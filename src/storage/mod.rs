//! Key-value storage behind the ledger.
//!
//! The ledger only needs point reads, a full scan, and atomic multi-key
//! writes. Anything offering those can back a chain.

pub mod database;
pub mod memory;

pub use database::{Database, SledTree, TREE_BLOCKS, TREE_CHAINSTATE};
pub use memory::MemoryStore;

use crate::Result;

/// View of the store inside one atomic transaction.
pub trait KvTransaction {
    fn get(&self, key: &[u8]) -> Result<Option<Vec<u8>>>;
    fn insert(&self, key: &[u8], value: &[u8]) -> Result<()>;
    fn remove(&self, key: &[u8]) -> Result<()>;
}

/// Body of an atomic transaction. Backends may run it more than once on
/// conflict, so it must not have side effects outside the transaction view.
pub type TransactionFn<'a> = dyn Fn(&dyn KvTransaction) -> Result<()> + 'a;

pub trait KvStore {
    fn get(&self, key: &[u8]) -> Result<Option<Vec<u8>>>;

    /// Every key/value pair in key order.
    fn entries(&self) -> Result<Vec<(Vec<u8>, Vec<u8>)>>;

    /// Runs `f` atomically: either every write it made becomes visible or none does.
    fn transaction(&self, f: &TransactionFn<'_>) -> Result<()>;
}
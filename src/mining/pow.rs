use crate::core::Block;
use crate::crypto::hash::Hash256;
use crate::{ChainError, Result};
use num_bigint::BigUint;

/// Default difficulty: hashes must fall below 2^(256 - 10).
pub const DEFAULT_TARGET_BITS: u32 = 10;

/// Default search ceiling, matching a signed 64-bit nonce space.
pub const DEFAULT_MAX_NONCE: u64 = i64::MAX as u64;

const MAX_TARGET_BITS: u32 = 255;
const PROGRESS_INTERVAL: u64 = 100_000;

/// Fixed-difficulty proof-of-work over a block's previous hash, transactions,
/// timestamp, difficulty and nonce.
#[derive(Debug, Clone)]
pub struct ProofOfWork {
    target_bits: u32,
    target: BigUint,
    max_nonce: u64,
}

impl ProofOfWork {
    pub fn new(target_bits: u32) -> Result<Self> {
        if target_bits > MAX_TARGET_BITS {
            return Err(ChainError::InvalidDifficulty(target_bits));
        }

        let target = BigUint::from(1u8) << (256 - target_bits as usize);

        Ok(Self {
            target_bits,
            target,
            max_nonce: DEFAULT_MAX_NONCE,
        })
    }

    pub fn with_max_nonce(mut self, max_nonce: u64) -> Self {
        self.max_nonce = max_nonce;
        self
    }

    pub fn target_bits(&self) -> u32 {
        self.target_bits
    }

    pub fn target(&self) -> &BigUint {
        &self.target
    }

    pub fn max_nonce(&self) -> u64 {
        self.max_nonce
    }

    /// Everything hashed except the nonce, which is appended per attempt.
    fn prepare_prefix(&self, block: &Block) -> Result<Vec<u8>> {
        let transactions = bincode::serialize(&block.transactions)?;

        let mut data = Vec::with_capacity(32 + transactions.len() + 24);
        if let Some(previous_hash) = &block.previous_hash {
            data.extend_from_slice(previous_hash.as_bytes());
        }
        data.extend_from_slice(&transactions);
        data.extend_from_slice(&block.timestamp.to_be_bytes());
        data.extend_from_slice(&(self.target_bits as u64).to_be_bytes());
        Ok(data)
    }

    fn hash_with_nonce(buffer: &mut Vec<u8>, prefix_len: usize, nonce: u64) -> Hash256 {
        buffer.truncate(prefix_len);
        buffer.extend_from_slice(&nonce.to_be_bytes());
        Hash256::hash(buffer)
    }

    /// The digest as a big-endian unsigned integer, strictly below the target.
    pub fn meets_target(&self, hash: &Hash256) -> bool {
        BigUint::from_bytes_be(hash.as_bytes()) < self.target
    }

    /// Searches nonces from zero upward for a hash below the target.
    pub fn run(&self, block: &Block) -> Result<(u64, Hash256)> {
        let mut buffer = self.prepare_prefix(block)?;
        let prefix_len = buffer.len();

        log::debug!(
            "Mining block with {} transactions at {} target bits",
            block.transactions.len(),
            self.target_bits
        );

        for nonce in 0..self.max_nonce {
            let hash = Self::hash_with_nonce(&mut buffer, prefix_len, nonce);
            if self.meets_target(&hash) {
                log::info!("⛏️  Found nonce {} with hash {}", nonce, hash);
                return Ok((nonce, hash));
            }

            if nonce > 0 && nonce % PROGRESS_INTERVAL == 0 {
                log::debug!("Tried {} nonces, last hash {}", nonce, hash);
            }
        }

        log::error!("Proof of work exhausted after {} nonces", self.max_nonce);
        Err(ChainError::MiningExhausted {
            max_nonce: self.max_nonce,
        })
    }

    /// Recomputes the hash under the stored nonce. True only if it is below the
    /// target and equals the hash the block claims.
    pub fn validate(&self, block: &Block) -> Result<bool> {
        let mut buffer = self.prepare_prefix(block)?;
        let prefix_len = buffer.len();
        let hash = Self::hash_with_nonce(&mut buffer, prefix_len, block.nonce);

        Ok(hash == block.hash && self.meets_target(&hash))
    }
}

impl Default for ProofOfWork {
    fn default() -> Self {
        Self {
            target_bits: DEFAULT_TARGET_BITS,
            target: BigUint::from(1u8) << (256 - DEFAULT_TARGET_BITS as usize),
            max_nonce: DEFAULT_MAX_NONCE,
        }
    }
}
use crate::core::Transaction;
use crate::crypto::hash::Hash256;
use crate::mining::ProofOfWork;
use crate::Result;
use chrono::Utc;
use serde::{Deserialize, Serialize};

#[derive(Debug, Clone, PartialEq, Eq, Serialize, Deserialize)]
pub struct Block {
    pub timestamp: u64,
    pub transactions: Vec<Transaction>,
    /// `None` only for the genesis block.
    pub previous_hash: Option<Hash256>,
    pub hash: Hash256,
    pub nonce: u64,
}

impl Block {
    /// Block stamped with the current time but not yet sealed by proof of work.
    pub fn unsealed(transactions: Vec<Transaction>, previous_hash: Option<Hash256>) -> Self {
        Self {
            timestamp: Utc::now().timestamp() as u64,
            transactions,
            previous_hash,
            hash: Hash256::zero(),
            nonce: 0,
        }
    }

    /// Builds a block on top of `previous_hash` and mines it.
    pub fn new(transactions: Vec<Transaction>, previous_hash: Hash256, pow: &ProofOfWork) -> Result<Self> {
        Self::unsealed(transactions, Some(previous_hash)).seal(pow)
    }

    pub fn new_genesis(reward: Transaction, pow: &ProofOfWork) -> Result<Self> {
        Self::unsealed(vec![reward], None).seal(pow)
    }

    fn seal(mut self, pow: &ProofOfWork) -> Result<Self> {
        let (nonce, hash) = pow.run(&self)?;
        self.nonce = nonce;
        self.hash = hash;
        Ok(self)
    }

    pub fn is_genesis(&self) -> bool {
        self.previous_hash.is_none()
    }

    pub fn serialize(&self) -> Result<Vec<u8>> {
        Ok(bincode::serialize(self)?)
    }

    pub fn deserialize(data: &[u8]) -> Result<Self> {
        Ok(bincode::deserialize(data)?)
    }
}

+++

*Problem details*
Whenever a line of the listing above holds the word "Some", copy that line.

*Task output*
        if let Some(previous_hash) = &block.previous_hash {
        Self::unsealed(transactions, Some(previous_hash)).seal(pow)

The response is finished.